= Brazilianist =

Brazilianist (brasilianista, in Brazilian Portuguese) is a scholar who teaches, conducts research, and publishes about Brazil. Common fields and disciplines are history, anthropology, sociology, political science, geography, literature, and music. There is great diversity of interests amongst Brazilianists.

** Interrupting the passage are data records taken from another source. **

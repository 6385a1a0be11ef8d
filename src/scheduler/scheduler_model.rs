/// Scheduling state, keyed by the provenance of the last successful
/// acquisition. Local data gets a pulse timer only; remote data also
/// gets the periodic re-acquisition timer.
#[derive(Debug, Clone, Copy, PartialEq, Eq, Default)]
pub enum RefreshState {
    #[default]
    Idle,
    ScheduledLocal,
    ScheduledRemote,
}
use serde::{Deserialize, Serialize};

/// Derived portfolio-level summary, recomputed whenever the canonical
/// list changes. Never persisted.
#[derive(Debug, Clone, PartialEq, Default, Serialize, Deserialize)]
#[serde(rename_all = "camelCase")]
pub struct PortfolioSnapshot {
    pub total_value: f64,
    pub average_change: f64,
    pub valid_count: usize,
}

impl PortfolioSnapshot {
    /// Display fog intensity derived from the average change. Heavier
    /// fog the deeper the market average sinks.
    pub fn fog_opacity(&self) -> f64 {
        if self.average_change < -5.0 {
            0.4
        } else if self.average_change < -2.0 {
            0.2
        } else if self.average_change < 0.0 {
            0.1
        } else {
            0.0
        }
    }
}

#[cfg(test)]
mod tests {
    use super::*;

    fn snapshot(average_change: f64) -> PortfolioSnapshot {
        PortfolioSnapshot {
            total_value: 1000.0,
            average_change,
            valid_count: 1,
        }
    }

    #[test]
    fn fog_thickens_with_deeper_losses() {
        assert_eq!(snapshot(2.0).fog_opacity(), 0.0);
        assert_eq!(snapshot(0.0).fog_opacity(), 0.0);
        assert_eq!(snapshot(-1.0).fog_opacity(), 0.1);
        assert_eq!(snapshot(-3.0).fog_opacity(), 0.2);
        assert_eq!(snapshot(-7.5).fog_opacity(), 0.4);
    }
}
use std::sync::atomic::{AtomicU64, Ordering};
use std::sync::{Arc, Mutex, Weak};
use std::time::Duration;

use async_trait::async_trait;
use log::{debug, error, info, warn};

use super::dashboard_constants::RECONNECT_SETTLE_SECS;
use super::dashboard_model::{Command, StatusSeverity};
use super::dashboard_traits::PresentationSink;
use crate::app_state::AppState;
use crate::errors::Result;
use crate::filters::{CoinCategory, FilterEngine, FilterRule};
use crate::market_data::{Coin, Connectivity, MarketDataService, Provenance};
use crate::portfolio::{PortfolioService, PortfolioSnapshot};
use crate::scheduler::{RefreshScheduler, SchedulerHooks};
use crate::settings::AppSettings;
use crate::translation::{TranslationLoader, TranslationService};

/// Owns the [`AppState`] and every component around it. All mutation
/// funnels through [`dispatch`](Self::dispatch) or scheduler callbacks,
/// each of which runs to completion before the next begins.
pub struct DashboardService {
    state: Mutex<AppState>,
    translator: Mutex<TranslationService>,
    translation_loader: Option<TranslationLoader>,
    market_data: MarketDataService,
    scheduler: RefreshScheduler,
    sink: Arc<dyn PresentationSink>,
    /// Monotonic generation counter; an acquisition result is discarded
    /// unless its token is still the latest issued ("last request wins").
    next_generation: AtomicU64,
    me: Weak<DashboardService>,
}

impl DashboardService {
    pub fn new(settings: AppSettings, sink: Arc<dyn PresentationSink>) -> Arc<Self> {
        let market_data = MarketDataService::from_settings(&settings);
        let translator = TranslationService::new(&settings);
        let loader = TranslationLoader::new(&settings);
        Self::assemble(settings, market_data, translator, Some(loader), sink)
    }

    /// Wire up with injected collaborators; callers that do not serve
    /// a `languages.json` pass no loader.
    pub fn with_components(
        settings: AppSettings,
        market_data: MarketDataService,
        translator: TranslationService,
        sink: Arc<dyn PresentationSink>,
    ) -> Arc<Self> {
        Self::assemble(settings, market_data, translator, None, sink)
    }

    fn assemble(
        settings: AppSettings,
        market_data: MarketDataService,
        translator: TranslationService,
        translation_loader: Option<TranslationLoader>,
        sink: Arc<dyn PresentationSink>,
    ) -> Arc<Self> {
        Arc::new_cyclic(|me: &Weak<DashboardService>| {
            let hooks: Weak<dyn SchedulerHooks> = me.clone();
            DashboardService {
                state: Mutex::new(AppState::new(&settings)),
                translator: Mutex::new(translator),
                translation_loader,
                market_data,
                scheduler: RefreshScheduler::new(hooks),
                sink,
                next_generation: AtomicU64::new(0),
                me: me.clone(),
            }
        })
    }

    /// Load translations (recovering to the embedded table on failure),
    /// then run the first acquisition cycle.
    pub async fn init(&self) {
        if let Some(loader) = &self.translation_loader {
            match loader.load().await {
                Ok(tables) => {
                    info!("language tables loaded");
                    self.translator.lock().unwrap().install_tables(tables);
                }
                Err(err) => {
                    warn!("failed to load language tables, using embedded defaults: {err}");
                    self.sink.render_status(
                        &self.translate("translations_error"),
                        StatusSeverity::Warning,
                    );
                }
            }
        }
        self.refresh().await;
    }

    pub async fn dispatch(&self, command: Command) {
        match command {
            Command::Refresh => self.refresh().await,
            Command::Search(query) => self.apply_search(query),
            Command::SetCategory(category) => self.apply_category(category),
            Command::SelectCoin(id) => {
                self.state.lock().unwrap().selected_coin = Some(id);
            }
            Command::Dismiss => {
                self.state.lock().unwrap().selected_coin = None;
            }
            Command::Trade(id) => self.acknowledge_trade(&id),
            Command::ToggleSound => self.toggle_sound(),
            Command::SetLanguage(code) => self.set_language(&code),
            Command::ConnectivityChanged(online) => self.connectivity_changed(online),
        }
    }

    /// One full acquisition cycle. Never panics past this boundary;
    /// terminal failures surface through the sink only.
    pub async fn refresh(&self) {
        let token = self.next_generation.fetch_add(1, Ordering::SeqCst) + 1;
        let connectivity = self.state.lock().unwrap().connectivity;

        let loading_key = match connectivity {
            Connectivity::Online => "loading",
            Connectivity::Offline => "loading_local",
        };
        self.sink
            .render_status(&self.translate(loading_key), StatusSeverity::Info);

        match self.acquire_and_apply(token, connectivity).await {
            Ok(Some(provenance)) => self.scheduler.transition(provenance),
            Ok(None) => {}
            Err(err) => {
                error!("acquisition cycle {token} failed: {err}");
                if self.is_latest(token) {
                    self.sink.render_fatal_error(&self.translate("error"));
                }
            }
        }
    }

    /// Acquire, guard against superseded responses, replace the
    /// repository and recompute the derived views. `Ok(None)` means the
    /// result was discarded because a newer cycle was issued meanwhile.
    async fn acquire_and_apply(
        &self,
        token: u64,
        connectivity: Connectivity,
    ) -> Result<Option<Provenance>> {
        let (coins, provenance) = self.market_data.acquire(connectivity).await?;

        // The supersession check and the apply must share the state
        // lock: checked outside it, a stale cycle could pass, be
        // preempted, and clobber a newer cycle's data. Tokens are
        // issued before any apply, so a passing check here means no
        // newer cycle exists and the replace below cannot regress the
        // repository's generation either.
        let (displayed, snapshot) = {
            let mut state = self.state.lock().unwrap();
            if !self.is_latest(token) || !state.repository.replace(coins, token) {
                debug!("discarding superseded acquisition (token {token})");
                return Ok(None);
            }
            state.provenance = Some(provenance);
            state.portfolio =
                PortfolioService::recompute(state.repository.coins(), &state.portfolio);
            (state.repository.filtered().to_vec(), state.portfolio.clone())
        };

        self.render_view(&displayed);
        self.sink.render_portfolio(&snapshot);
        self.render_provenance_banner(provenance, connectivity);
        Ok(Some(provenance))
    }

    fn is_latest(&self, token: u64) -> bool {
        token == self.next_generation.load(Ordering::SeqCst)
    }

    fn render_view(&self, displayed: &[Coin]) {
        if displayed.is_empty() {
            self.sink.render_empty();
        } else {
            self.sink.render_coins(displayed);
        }
    }

    fn render_provenance_banner(&self, provenance: Provenance, connectivity: Connectivity) {
        match (provenance, connectivity) {
            (Provenance::Remote, _) => self
                .sink
                .render_status(&self.translate("online_mode"), StatusSeverity::Success),
            (Provenance::Local, Connectivity::Offline) => self
                .sink
                .render_status(&self.translate("offline_mode"), StatusSeverity::Warning),
            // Degraded: online but serving the local snapshot.
            (Provenance::Local, Connectivity::Online) => self
                .sink
                .render_status(&self.translate("api_error"), StatusSeverity::Warning),
        }
    }

    /// Text search recomputes from the full canonical list using only
    /// the query; any active category selection is deliberately not
    /// combined with it (observed behavior, kept as-is).
    fn apply_search(&self, query: String) {
        let displayed = {
            let mut state = self.state.lock().unwrap();
            state.filter.query = query.clone();
            let filtered =
                FilterEngine::apply(state.repository.coins(), &FilterRule::Search(query));
            state.repository.set_filtered(filtered);
            state.repository.filtered().to_vec()
        };
        self.render_view(&displayed);
    }

    /// Category selection; like search, it discards the other criterion.
    fn apply_category(&self, category: CoinCategory) {
        let displayed = {
            let mut state = self.state.lock().unwrap();
            state.filter.category = category;
            let filtered =
                FilterEngine::apply(state.repository.coins(), &FilterRule::Category(category));
            state.repository.set_filtered(filtered);
            state.repository.filtered().to_vec()
        };
        self.render_view(&displayed);
    }

    fn acknowledge_trade(&self, id: &str) {
        let name = {
            let state = self.state.lock().unwrap();
            state
                .repository
                .coins()
                .iter()
                .find(|coin| coin.id == id)
                .map(|coin| coin.name.clone())
        };
        match name {
            Some(name) => {
                let message = format!("{} {}", self.translate("trade"), name);
                self.sink.render_status(&message, StatusSeverity::Info);
            }
            None => debug!("trade requested for unknown coin {id}"),
        }
    }

    fn toggle_sound(&self) {
        let enabled = {
            let mut state = self.state.lock().unwrap();
            state.sound_enabled = !state.sound_enabled;
            state.sound_enabled
        };
        self.sink.render_sound_label(enabled);
    }

    fn set_language(&self, code: &str) {
        self.translator.lock().unwrap().set_language(code);
        let (loaded, displayed, snapshot) = {
            let state = self.state.lock().unwrap();
            (
                !state.repository.coins().is_empty(),
                state.repository.filtered().to_vec(),
                state.portfolio.clone(),
            )
        };
        // Re-render existing data so localized text follows the switch.
        if loaded {
            self.render_view(&displayed);
            self.sink.render_portfolio(&snapshot);
        }
    }

    fn connectivity_changed(&self, online: bool) {
        let connectivity = Connectivity::from(online);
        let provenance = {
            let mut state = self.state.lock().unwrap();
            state.connectivity = connectivity;
            state.provenance
        };

        match connectivity {
            Connectivity::Online => {
                self.sink
                    .render_status(&self.translate("online_mode"), StatusSeverity::Success);
                // Serving stale local data: re-acquire once after the
                // signal settles.
                if provenance == Some(Provenance::Local) {
                    if let Some(service) = self.me.upgrade() {
                        tokio::spawn(async move {
                            tokio::time::sleep(Duration::from_secs(RECONNECT_SETTLE_SECS)).await;
                            service.refresh().await;
                        });
                    }
                }
            }
            Connectivity::Offline => {
                self.sink
                    .render_status(&self.translate("offline_mode"), StatusSeverity::Warning);
            }
        }
    }

    fn translate(&self, key: &str) -> String {
        self.translator.lock().unwrap().translate(key)
    }

    // Read accessors for hosts and tests.

    pub fn coins(&self) -> Vec<Coin> {
        self.state.lock().unwrap().repository.coins().to_vec()
    }

    pub fn displayed(&self) -> Vec<Coin> {
        self.state.lock().unwrap().repository.filtered().to_vec()
    }

    pub fn portfolio(&self) -> PortfolioSnapshot {
        self.state.lock().unwrap().portfolio.clone()
    }

    pub fn provenance(&self) -> Option<Provenance> {
        self.state.lock().unwrap().provenance
    }

    pub fn generation(&self) -> u64 {
        self.state.lock().unwrap().repository.generation()
    }

    pub fn selected_coin(&self) -> Option<String> {
        self.state.lock().unwrap().selected_coin.clone()
    }

    pub fn scheduler_state(&self) -> crate::scheduler::RefreshState {
        self.scheduler.state()
    }
}

#[async_trait]
impl SchedulerHooks for DashboardService {
    fn connectivity(&self) -> Connectivity {
        self.state.lock().unwrap().connectivity
    }

    fn displayed_coin_ids(&self) -> Vec<String> {
        self.state
            .lock()
            .unwrap()
            .repository
            .filtered()
            .iter()
            .map(|coin| coin.id.clone())
            .collect()
    }

    async fn scheduled_refresh(&self) {
        self.refresh().await;
    }

    fn pulse(&self, coin_ids: &[String]) {
        self.sink.render_pulse(coin_ids);
    }
}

== Origins and use of the term ==

The term "Brazilianist" supposedly originated in Brazil in the 1960s or perhaps a little earlier; it was coined to designate scholars from the United States who were receiving grants to study Brazil at the time when the U.S. had special political interests in that country. However, that is a view perhaps a little too narrow as to the motivating factors which led these many social scientists to do research on Brazilian issues.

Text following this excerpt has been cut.